[[ Information given, beginning ]]
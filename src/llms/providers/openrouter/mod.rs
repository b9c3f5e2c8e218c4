//! OpenRouter chat-completion provider.
//!
//! Talks to the OpenRouter REST API over `reqwest`:
//!
//! - `GET  {base_url}/models` — model listing
//! - `POST {base_url}/chat/completions` — chat completion
//!
//! By default every call is a single attempt with no timeout. A
//! [`RetryPolicy`] can enable bounded retries with exponential backoff for
//! transport failures, HTTP 429 and 5xx responses.

use std::time::Duration;

use async_trait::async_trait;
use serde::Deserialize;
use serde_json::Value;

use crate::config::{AppConfig, RetryPolicy};
use crate::llms::base_llm::{ChatRequest, ModelGateway, ModelInfo, ModelPricing, RawCompletion};
use crate::llms::error::GatewayError;

/// Sent as `X-Title` so requests are attributed on the OpenRouter dashboard.
pub const APP_TITLE: &str = "Gift Recommendation System";

/// Raw model entry from `GET /models`. Unknown fields are dropped.
#[derive(Debug, Deserialize)]
struct RawModel {
    id: String,
    #[serde(default)]
    name: Option<String>,
    #[serde(default)]
    context_length: Option<u64>,
    #[serde(default)]
    pricing: Option<ModelPricing>,
}

#[derive(Debug, Deserialize)]
struct RawModelList {
    #[serde(default)]
    data: Vec<RawModel>,
}

impl From<RawModel> for ModelInfo {
    fn from(raw: RawModel) -> Self {
        Self {
            name: raw.name.unwrap_or_else(|| raw.id.clone()),
            id: raw.id,
            context_length: raw.context_length.unwrap_or(0),
            pricing: raw.pricing,
        }
    }
}

/// OpenRouter implementation of [`ModelGateway`].
#[derive(Debug, Clone)]
pub struct OpenRouterGateway {
    api_key: Option<String>,
    base_url: String,
    app_url: String,
    retry: RetryPolicy,
    client: reqwest::Client,
}

impl OpenRouterGateway {
    /// Create a gateway with default settings against `base_url`.
    pub fn new(api_key: Option<String>, base_url: impl Into<String>) -> Result<Self, GatewayError> {
        let config = AppConfig {
            api_key,
            base_url: base_url.into(),
            ..AppConfig::default()
        };
        Self::from_config(&config)
    }

    pub fn from_config(config: &AppConfig) -> Result<Self, GatewayError> {
        let mut builder = reqwest::Client::builder();
        if let Some(timeout) = config.request_timeout() {
            builder = builder.timeout(timeout);
        }

        Ok(Self {
            api_key: config.api_key.clone(),
            base_url: config.base_url.trim_end_matches('/').to_string(),
            app_url: config.app_url.clone(),
            retry: config.retry.clone(),
            client: builder.build()?,
        })
    }

    pub fn with_retry(mut self, retry: RetryPolicy) -> Self {
        self.retry = retry;
        self
    }

    pub fn base_url(&self) -> &str {
        &self.base_url
    }

    fn api_key(&self) -> Result<&str, GatewayError> {
        self.api_key.as_deref().ok_or(GatewayError::NotConfigured)
    }

    /// Send the request built by `build`, retrying per the policy.
    ///
    /// Returns the last response even when its status is an error; callers
    /// turn non-success statuses into [`GatewayError::Provider`].
    async fn send<F>(&self, build: F) -> Result<reqwest::Response, GatewayError>
    where
        F: Fn() -> reqwest::RequestBuilder,
    {
        let attempts = self.retry.attempts();
        let mut retry_delay = self.retry.initial_backoff();
        let mut attempt = 1;

        loop {
            let outcome = build().send().await;
            let retryable = match &outcome {
                Ok(response) => {
                    let status = response.status();
                    status == reqwest::StatusCode::TOO_MANY_REQUESTS || status.is_server_error()
                }
                Err(_) => true,
            };

            if !retryable || attempt >= attempts {
                return outcome.map_err(GatewayError::from);
            }

            match &outcome {
                Ok(response) => log::warn!(
                    "OpenRouter returned {} (attempt {}/{}), retrying in {:?}",
                    response.status(),
                    attempt,
                    attempts,
                    retry_delay
                ),
                Err(e) => log::warn!(
                    "OpenRouter request failed (attempt {}/{}): {}, retrying in {:?}",
                    attempt,
                    attempts,
                    e,
                    retry_delay
                ),
            }

            tokio::time::sleep(retry_delay).await;
            retry_delay = retry_delay.saturating_mul(2).min(Duration::from_secs(30));
            attempt += 1;
        }
    }
}

/// Convert a non-success response into [`GatewayError::Provider`].
///
/// The body is kept as compact JSON when it parses, `{}` otherwise.
async fn provider_error(response: reqwest::Response) -> GatewayError {
    let status = response.status();
    let body = match response.json::<Value>().await {
        Ok(value) => value.to_string(),
        Err(_) => "{}".to_string(),
    };
    GatewayError::Provider {
        status: status.as_u16(),
        status_text: status.canonical_reason().unwrap_or("").to_string(),
        body,
    }
}

#[async_trait]
impl ModelGateway for OpenRouterGateway {
    fn provider(&self) -> &str {
        "openrouter"
    }

    async fn list_models(&self) -> Result<Vec<ModelInfo>, GatewayError> {
        let api_key = self.api_key()?;
        let endpoint = format!("{}/models", self.base_url);

        let response = self
            .send(|| self.client.get(&endpoint).bearer_auth(api_key))
            .await?;

        if !response.status().is_success() {
            let error = provider_error(response).await;
            log::error!("Error fetching OpenRouter models: {}", error);
            return Err(error);
        }

        let list: RawModelList = response
            .json()
            .await
            .map_err(|e| GatewayError::Decode(e.to_string()))?;

        log::debug!("OpenRouter listed {} models", list.data.len());
        Ok(list.data.into_iter().map(ModelInfo::from).collect())
    }

    async fn chat_completion(&self, request: ChatRequest) -> Result<RawCompletion, GatewayError> {
        let api_key = self.api_key()?;
        let endpoint = format!("{}/chat/completions", self.base_url);
        let body = request.to_body();

        log::debug!(
            "OpenRouterGateway.chat_completion: model={}, messages={}",
            request.model,
            request.messages.len(),
        );

        let response = self
            .send(|| {
                self.client
                    .post(&endpoint)
                    .bearer_auth(api_key)
                    .header("HTTP-Referer", &self.app_url)
                    .header("X-Title", APP_TITLE)
                    .json(&body)
            })
            .await?;

        if !response.status().is_success() {
            let error = provider_error(response).await;
            log::error!("Error calling OpenRouter API: {}", error);
            return Err(error);
        }

        let text = response.text().await?;
        let completion: RawCompletion = serde_json::from_str(&text).map_err(|e| {
            GatewayError::Decode(format!(
                "{} - Body: {}",
                e,
                text.chars().take(500).collect::<String>()
            ))
        })?;

        if let Some(usage) = completion.usage {
            log::debug!(
                "OpenRouter token usage: prompt={}, completion={}, total={}",
                usage.prompt_tokens,
                usage.completion_tokens,
                usage.total_tokens,
            );
        }

        Ok(completion)
    }
}

#[cfg(test)]
mod tests {
    use super::*;
    use crate::llms::base_llm::ChatMessage;

    use std::sync::atomic::{AtomicUsize, Ordering};
    use std::sync::Arc;

    use axum::extract::State;
    use axum::http::{HeaderMap, StatusCode};
    use axum::routing::{get, post};
    use axum::{Json, Router};

    #[derive(Clone, Default)]
    struct Provider {
        hits: Arc<AtomicUsize>,
        /// Number of leading requests answered with 503.
        failures: usize,
    }

    async fn completions(
        State(provider): State<Provider>,
        headers: HeaderMap,
        Json(body): Json<Value>,
    ) -> (StatusCode, Json<Value>) {
        let hit = provider.hits.fetch_add(1, Ordering::SeqCst);
        if hit < provider.failures {
            return (
                StatusCode::SERVICE_UNAVAILABLE,
                Json(serde_json::json!({"error": {"message": "overloaded"}})),
            );
        }
        if headers.get("authorization").and_then(|v| v.to_str().ok()) != Some("Bearer sk-test") {
            return (
                StatusCode::UNAUTHORIZED,
                Json(serde_json::json!({"error": {"message": "No auth credentials found"}})),
            );
        }
        let title = headers
            .get("x-title")
            .and_then(|v| v.to_str().ok())
            .unwrap_or_default()
            .to_string();
        (
            StatusCode::OK,
            Json(serde_json::json!({
                "id": "gen-1",
                "model": body["model"],
                "choices": [{
                    "message": {
                        "role": "assistant",
                        "content": format!("{}|{}|{}", title, body["temperature"], body["max_tokens"]),
                    },
                    "finish_reason": "stop",
                }],
                "usage": {"prompt_tokens": 3, "completion_tokens": 4, "total_tokens": 7},
            })),
        )
    }

    async fn models() -> Json<Value> {
        Json(serde_json::json!({
            "data": [
                {
                    "id": "openai/gpt-4-turbo",
                    "name": "OpenAI: GPT-4 Turbo",
                    "context_length": 128000,
                    "pricing": {"prompt": "0.00001", "completion": "0.00003", "image": "0.01445"},
                    "architecture": {"modality": "text+image->text"},
                },
                {"id": "mistralai/mistral-large"},
            ]
        }))
    }

    async fn spawn_provider(provider: Provider) -> String {
        let app = Router::new()
            .route("/api/v1/chat/completions", post(completions))
            .route("/api/v1/models", get(models))
            .with_state(provider);
        let listener = tokio::net::TcpListener::bind("127.0.0.1:0").await.unwrap();
        let addr = listener.local_addr().unwrap();
        tokio::spawn(async move {
            axum::serve(listener, app).await.unwrap();
        });
        format!("http://{}/api/v1", addr)
    }

    fn request() -> ChatRequest {
        ChatRequest::new("openai/gpt-4-turbo", vec![ChatMessage::user("hello")])
    }

    #[tokio::test]
    async fn test_chat_completion_sends_defaults_and_headers() {
        let base_url = spawn_provider(Provider::default()).await;
        let gateway = OpenRouterGateway::new(Some("sk-test".into()), base_url).unwrap();

        let completion = gateway.chat_completion(request()).await.unwrap();
        assert_eq!(completion.model, "openai/gpt-4-turbo");
        assert_eq!(completion.content(), Some("Gift Recommendation System|0.7|2000"));
        assert_eq!(completion.usage.unwrap().total_tokens, 7);
    }

    #[tokio::test]
    async fn test_error_status_carries_status_text_and_body() {
        let base_url = spawn_provider(Provider::default()).await;
        let gateway = OpenRouterGateway::new(Some("sk-wrong".into()), base_url).unwrap();

        let err = gateway.chat_completion(request()).await.unwrap_err();
        assert_eq!(err.status(), Some(401));
        let message = err.to_string();
        assert!(message.starts_with("OpenRouter API error: Unauthorized - "));
        assert!(message.contains("No auth credentials found"));
    }

    #[tokio::test]
    async fn test_missing_api_key_fails_without_request() {
        let provider = Provider::default();
        let hits = provider.hits.clone();
        let base_url = spawn_provider(provider).await;
        let gateway = OpenRouterGateway::new(None, base_url).unwrap();

        let err = gateway.chat_completion(request()).await.unwrap_err();
        assert!(matches!(err, GatewayError::NotConfigured));
        assert!(matches!(
            gateway.list_models().await.unwrap_err(),
            GatewayError::NotConfigured
        ));
        assert_eq!(hits.load(Ordering::SeqCst), 0);
    }

    #[tokio::test]
    async fn test_no_retry_by_default() {
        let provider = Provider {
            failures: 1,
            ..Default::default()
        };
        let hits = provider.hits.clone();
        let base_url = spawn_provider(provider).await;
        let gateway = OpenRouterGateway::new(Some("sk-test".into()), base_url).unwrap();

        let err = gateway.chat_completion(request()).await.unwrap_err();
        assert_eq!(err.status(), Some(503));
        assert_eq!(hits.load(Ordering::SeqCst), 1);
    }

    #[tokio::test]
    async fn test_retry_policy_recovers_from_server_errors() {
        let provider = Provider {
            failures: 2,
            ..Default::default()
        };
        let hits = provider.hits.clone();
        let base_url = spawn_provider(provider).await;
        let gateway = OpenRouterGateway::new(Some("sk-test".into()), base_url)
            .unwrap()
            .with_retry(RetryPolicy {
                enabled: true,
                max_retries: 2,
                initial_backoff_ms: 1,
            });

        let completion = gateway.chat_completion(request()).await.unwrap();
        assert!(completion.content().is_some());
        assert_eq!(hits.load(Ordering::SeqCst), 3);
    }

    #[tokio::test]
    async fn test_retry_policy_gives_up_after_budget() {
        let provider = Provider {
            failures: 10,
            ..Default::default()
        };
        let hits = provider.hits.clone();
        let base_url = spawn_provider(provider).await;
        let gateway = OpenRouterGateway::new(Some("sk-test".into()), base_url)
            .unwrap()
            .with_retry(RetryPolicy {
                enabled: true,
                max_retries: 1,
                initial_backoff_ms: 1,
            });

        let err = gateway.chat_completion(request()).await.unwrap_err();
        assert_eq!(err.status(), Some(503));
        assert_eq!(hits.load(Ordering::SeqCst), 2);
    }

    #[tokio::test]
    async fn test_list_models_normalizes_entries() {
        let base_url = spawn_provider(Provider::default()).await;
        let gateway = OpenRouterGateway::new(Some("sk-test".into()), base_url).unwrap();

        let models = gateway.list_models().await.unwrap();
        assert_eq!(models.len(), 2);
        assert_eq!(models[0].id, "openai/gpt-4-turbo");
        assert_eq!(models[0].context_length, 128000);
        let pricing = models[0].pricing.as_ref().unwrap();
        assert_eq!(pricing.prompt, "0.00001");
        assert_eq!(models[1].name, "mistralai/mistral-large");
        assert_eq!(models[1].context_length, 0);
        assert!(models[1].pricing.is_none());
    }
}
[[ Information given, end ]]
Description of the task: Here the job is to transcribe the lines from the first line of the data through the line containing "pub const APP_TITLE: &str", inclusive, exactly and with nothing else.

Task output:
filename src/llms/providers/openrouter/mod.rs
repository b9c3f5e2c8e218c4
//! OpenRouter chat-completion provider.
//!
//! Talks to the OpenRouter REST API over `reqwest`:
//!
//! - `GET  {base_url}/models` — model listing
//! - `POST {base_url}/chat/completions` — chat completion
//!
//! By default every call is a single attempt with no timeout. A
//! [`RetryPolicy`] can enable bounded retries with exponential backoff for
//! transport failures, HTTP 429 and 5xx responses.

use std::time::Duration;

use async_trait::async_trait;
use serde::Deserialize;
use serde_json::Value;

use crate::config::{AppConfig, RetryPolicy};
use crate::llms::base_llm::{ChatRequest, ModelGateway, ModelInfo, ModelPricing, RawCompletion};
use crate::llms::error::GatewayError;

/// Sent as `X-Title` so requests are attributed on the OpenRouter dashboard.
pub const APP_TITLE: &str = "Gift Recommendation System";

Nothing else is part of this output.